Laparoscopic Repositioning of Gonads from the Labia Majora or Inguinal Canal into the Abdominal Cavity in Pediatric Complete Androgen Insensitivity Syndrome Patients with Inguinal Hernia

Abstract

Androgen insensitivity syndrome (AIS) is a congenital condition characterized by a 46,XY karyotype but with a female phenotype caused by mutations in the androgen receptor gene located on the X chromosome. In patients with complete AIS (CAIS), preservation of the gonad is recommended until puberty, and gonadectomy can be regarded subsequently. The location of the gonads should be considered, because positions in the labia majora or inguinal canals can cause discomfort. Here, the laparoscopic reposition of gonads into the abdominal cavity in pediatric patients with CAIS is reported. From 2013 to 2019, laparoscopic inguinal hernia repair was performed in 2,061 pediatric patients with inguinal hernias aged <10 years and with female external genitalia.
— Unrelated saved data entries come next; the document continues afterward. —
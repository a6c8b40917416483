/*++

Licensed under the Apache-2.0 license.

File Name:

    sandbox.rs

Abstract:

    File contains the mediation loop that services the firmware's syscalls.

--*/

use crate::{Buffer, CryptoCall, Inferior, SandboxCall, Stop};
use chaos_api::errno;
use chaos_api::Algorithm;
use chaos_emu_crypto::CryptoBackend;
use chaos_error::ChaosError;

/// Why a run cycle did not complete
#[derive(Debug, Clone, Copy, PartialEq, Eq)]
pub enum FailureReason {
    /// Firmware called exit with a non-zero code
    ExitCode(i64),

    /// Firmware issued a syscall outside the allow-list
    Violation(u64),

    /// Firmware faulted or was killed
    Crashed(Stop),

    /// Controlling the child failed
    Platform(ChaosError),
}

#[derive(Debug, Clone, Copy, PartialEq, Eq)]
pub enum CycleOutcome {
    Completed,
    Failed(FailureReason),
}

impl CycleOutcome {
    pub fn is_completed(&self) -> bool {
        matches!(self, CycleOutcome::Completed)
    }
}

/// Sandbox executor
pub struct Sandbox<B: CryptoBackend> {
    backend: B,
}

impl<B: CryptoBackend> Sandbox<B> {
    pub fn new(backend: B) -> Self {
        Self { backend }
    }

    /// Drive `inferior` until it exits or misbehaves
    pub fn run<I: Inferior + ?Sized>(&self, inferior: &mut I) -> CycleOutcome {
        loop {
            let stop = match inferior.resume_until_syscall() {
                Ok(stop) => stop,
                Err(err) => {
                    log::error!("resuming firmware failed: {err}");
                    return CycleOutcome::Failed(FailureReason::Platform(err));
                }
            };

            let info = match stop {
                Stop::Syscall(info) => info,
                Stop::Exited(0) => return CycleOutcome::Completed,
                Stop::Exited(code) => {
                    return CycleOutcome::Failed(FailureReason::ExitCode(code as i64))
                }
                Stop::Signaled(_) | Stop::Stopped(_) => {
                    log::warn!("firmware crashed: {stop:?}");
                    return CycleOutcome::Failed(FailureReason::Crashed(stop));
                }
            };

            match SandboxCall::decode(&info) {
                SandboxCall::Crypto(call) => {
                    let ret = self.handle_crypto(inferior, &call);
                    log::debug!("crypto call algo {} returned {ret}", call.algo);
                    if let Err(err) = inferior.set_syscall_return(ret) {
                        log::error!("setting syscall return failed: {err}");
                        return CycleOutcome::Failed(FailureReason::Platform(err));
                    }
                }
                SandboxCall::Exit(0) => {
                    log::debug!("firmware exited");
                    return CycleOutcome::Completed;
                }
                SandboxCall::Exit(code) => {
                    log::info!("firmware exited with {code}");
                    return CycleOutcome::Failed(FailureReason::ExitCode(code));
                }
                SandboxCall::Violation(nr) => {
                    log::warn!("firmware issued forbidden syscall {nr}");
                    return CycleOutcome::Failed(FailureReason::Violation(nr));
                }
            }
        }
    }

    fn handle_crypto<I: Inferior + ?Sized>(&self, inferior: &mut I, call: &CryptoCall) -> i64 {
        let Some(algo) = u32::try_from(call.algo)
            .ok()
            .and_then(|algo| Algorithm::try_from(algo).ok())
        else {
            return -errno::ENOSYS;
        };

        let Ok(input) =
            Buffer::from_inferior(inferior, call.input.addr as u64, call.input.len as usize)
        else {
            return -errno::EFAULT;
        };
        let key = if algo.uses_key() {
            match Buffer::from_inferior(inferior, call.key.addr as u64, call.key.len as usize) {
                Ok(key) => Some(key),
                Err(_) => return -errno::EFAULT,
            }
        } else {
            None
        };

        let key: &[u8] = match &key {
            Some(key) => key.as_slice(),
            None => &[],
        };
        let out = match self.backend.transform(algo, input.as_slice(), key) {
            Ok(out) => out,
            Err(err) => {
                log::debug!("{algo:?} rejected its arguments: {err}");
                return -errno::EINVAL;
            }
        };
        if out.len() > call.output.len as usize {
            return -errno::EOVERFLOW;
        }
        let written = Buffer::from_slice(&out)
            .and_then(|out| out.to_inferior(inferior, call.output.addr as u64));
        if written.is_err() {
            return -errno::EFAULT;
        }
        out.len() as i64
    }
}

#[cfg(test)]
mod tests {
    use super::*;
    use crate::SyscallInfo;
    use chaos_api::syscall::{SYS_CHAOS_CRYPTO, SYS_EXIT};
    use chaos_api::PackedBuf;
    use chaos_emu_crypto::SoftCrypto;
    use chaos_error::ChaosResult;
    use std::collections::VecDeque;

    const MEM_BASE: u64 = 0x1000_0000;

    /// Scripted child with a flat memory window
    struct MockInferior {
        stops: VecDeque<ChaosResult<Stop>>,
        mem: Vec<u8>,
        returns: Vec<i64>,
    }

    impl MockInferior {
        fn new(stops: Vec<ChaosResult<Stop>>) -> Self {
            Self {
                stops: stops.into(),
                mem: vec![0; 0x1000],
                returns: Vec::new(),
            }
        }

        fn range(&self, addr: u64, len: usize) -> ChaosResult<core::ops::Range<usize>> {
            let start = addr
                .checked_sub(MEM_BASE)
                .ok_or(ChaosError::SANDBOX_TRANSFER_FAULT)? as usize;
            let end = start + len;
            if end > self.mem.len() {
                return Err(ChaosError::SANDBOX_TRANSFER_FAULT);
            }
            Ok(start..end)
        }
    }

    impl Inferior for MockInferior {
        fn resume_until_syscall(&mut self) -> ChaosResult<Stop> {
            self.stops
                .pop_front()
                .unwrap_or(Err(ChaosError::SANDBOX_RESUME_FAILED))
        }

        fn read_memory(&mut self, addr: u64, buf: &mut [u8]) -> ChaosResult<()> {
            let range = self.range(addr, buf.len())?;
            buf.copy_from_slice(&self.mem[range]);
            Ok(())
        }

        fn write_memory(&mut self, addr: u64, data: &[u8]) -> ChaosResult<()> {
            let range = self.range(addr, data.len())?;
            self.mem[range].copy_from_slice(data);
            Ok(())
        }

        fn set_syscall_return(&mut self, val: i64) -> ChaosResult<()> {
            self.returns.push(val);
            Ok(())
        }
    }

    fn crypto(algo: Algorithm, input: PackedBuf, key: PackedBuf, output: PackedBuf) -> Stop {
        Stop::Syscall(SyscallInfo {
            nr: SYS_CHAOS_CRYPTO,
            args: [algo as u64, input.pack(), key.pack(), output.pack(), 0, 0],
        })
    }

    fn exit(code: u64) -> Stop {
        Stop::Syscall(SyscallInfo {
            nr: SYS_EXIT,
            args: [code, 0, 0, 0, 0, 0],
        })
    }

    fn buf(offset: u32, len: u32) -> PackedBuf {
        PackedBuf::new(MEM_BASE as u32 + offset, len)
    }

    #[test]
    fn test_aes_block_through_mediation() {
        let mut child = MockInferior::new(vec![
            Ok(crypto(Algorithm::AesEnc, buf(0, 16), buf(0x100, 16), buf(0x200, 16))),
            Ok(exit(0)),
        ]);
        let plain: Vec<u8> = (0..16).map(|i| i * 2).collect();
        let key: Vec<u8> = (0..16).collect();
        child.mem[..16].copy_from_slice(&plain);
        child.mem[0x100..0x110].copy_from_slice(&key);

        assert_eq!(Sandbox::new(SoftCrypto).run(&mut child), CycleOutcome::Completed);
        assert_eq!(child.returns, [16]);
        assert_eq!(
            hex::encode(&child.mem[0x200..0x210]),
            "ba8c2bb6a178805d061260196db96eaa"
        );
    }

    #[test]
    fn test_crypto_error_codes() {
        let mut child = MockInferior::new(vec![
            // Unknown algorithm
            Ok(Stop::Syscall(SyscallInfo {
                nr: SYS_CHAOS_CRYPTO,
                args: [77, buf(0, 16).pack(), 0, buf(0x200, 16).pack(), 0, 0],
            })),
            // Input outside of the child memory
            Ok(crypto(
                Algorithm::Md5,
                PackedBuf::new(0x10, 4),
                PackedBuf::default(),
                buf(0x200, 16),
            )),
            // Zero-length input
            Ok(crypto(Algorithm::Md5, buf(0, 0), PackedBuf::default(), buf(0x200, 16))),
            // Digest larger than the output
            Ok(crypto(Algorithm::Md5, buf(0, 4), PackedBuf::default(), buf(0x200, 8))),
            // Bad key length
            Ok(crypto(Algorithm::AesEnc, buf(0, 16), buf(0x100, 5), buf(0x200, 16))),
            // Output outside of the child memory
            Ok(crypto(Algorithm::Md5, buf(0, 4), PackedBuf::default(), buf(0xff8, 16))),
            // Digest without a key buffer
            Ok(crypto(Algorithm::Md5, buf(0, 3), PackedBuf::default(), buf(0x200, 16))),
            Ok(exit(0)),
        ]);
        child.mem[..3].copy_from_slice(b"abc");

        assert_eq!(Sandbox::new(SoftCrypto).run(&mut child), CycleOutcome::Completed);
        assert_eq!(
            child.returns,
            [
                -errno::ENOSYS,
                -errno::EFAULT,
                -errno::EFAULT,
                -errno::EOVERFLOW,
                -errno::EINVAL,
                -errno::EFAULT,
                16
            ]
        );
        assert_eq!(
            hex::encode(&child.mem[0x200..0x210]),
            "900150983cd24fb0d6963f7d28e17f72"
        );
    }

    #[test]
    fn test_exit_codes() {
        let mut child = MockInferior::new(vec![Ok(exit(2))]);
        assert_eq!(
            Sandbox::new(SoftCrypto).run(&mut child),
            CycleOutcome::Failed(FailureReason::ExitCode(2))
        );

        let mut child = MockInferior::new(vec![Ok(Stop::Exited(0))]);
        assert!(Sandbox::new(SoftCrypto).run(&mut child).is_completed());
    }

    #[test]
    fn test_violation() {
        let mut child = MockInferior::new(vec![
            Ok(crypto(Algorithm::Md5, buf(0, 3), PackedBuf::default(), buf(0x200, 16))),
            Ok(Stop::Syscall(SyscallInfo {
                nr: 39,
                ..Default::default()
            })),
            Ok(exit(0)),
        ]);
        assert_eq!(
            Sandbox::new(SoftCrypto).run(&mut child),
            CycleOutcome::Failed(FailureReason::Violation(39))
        );
        // Nothing after the violation is serviced
        assert_eq!(child.returns.len(), 1);
        assert_eq!(child.stops.len(), 1);
    }

    #[test]
    fn test_crash_and_platform_errors() {
        let mut child = MockInferior::new(vec![Ok(Stop::Stopped(libc::SIGILL))]);
        assert_eq!(
            Sandbox::new(SoftCrypto).run(&mut child),
            CycleOutcome::Failed(FailureReason::Crashed(Stop::Stopped(libc::SIGILL)))
        );

        let mut child = MockInferior::new(vec![Ok(Stop::Signaled(libc::SIGKILL))]);
        assert!(matches!(
            Sandbox::new(SoftCrypto).run(&mut child),
            CycleOutcome::Failed(FailureReason::Crashed(_))
        ));

        let mut child = MockInferior::new(vec![Err(ChaosError::SANDBOX_WAIT_FAILED)]);
        assert_eq!(
            Sandbox::new(SoftCrypto).run(&mut child),
            CycleOutcome::Failed(FailureReason::Platform(ChaosError::SANDBOX_WAIT_FAILED))
        );
    }
}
Among them, 11 had CAIS. Gonads located in the labia majora or inguinal canal were repositioned into the abdominal cavity. The mean age was 18.9 months (range 1–110 months). The gonads were located in the inguinal canal in 7 patients, in the labia majora in 3, and in the abdominal cavity in 1. Laparoscopic repositioning of such gonads into the abdominal cavity is feasible in pediatric patients with an inguinal hernia and CAIS.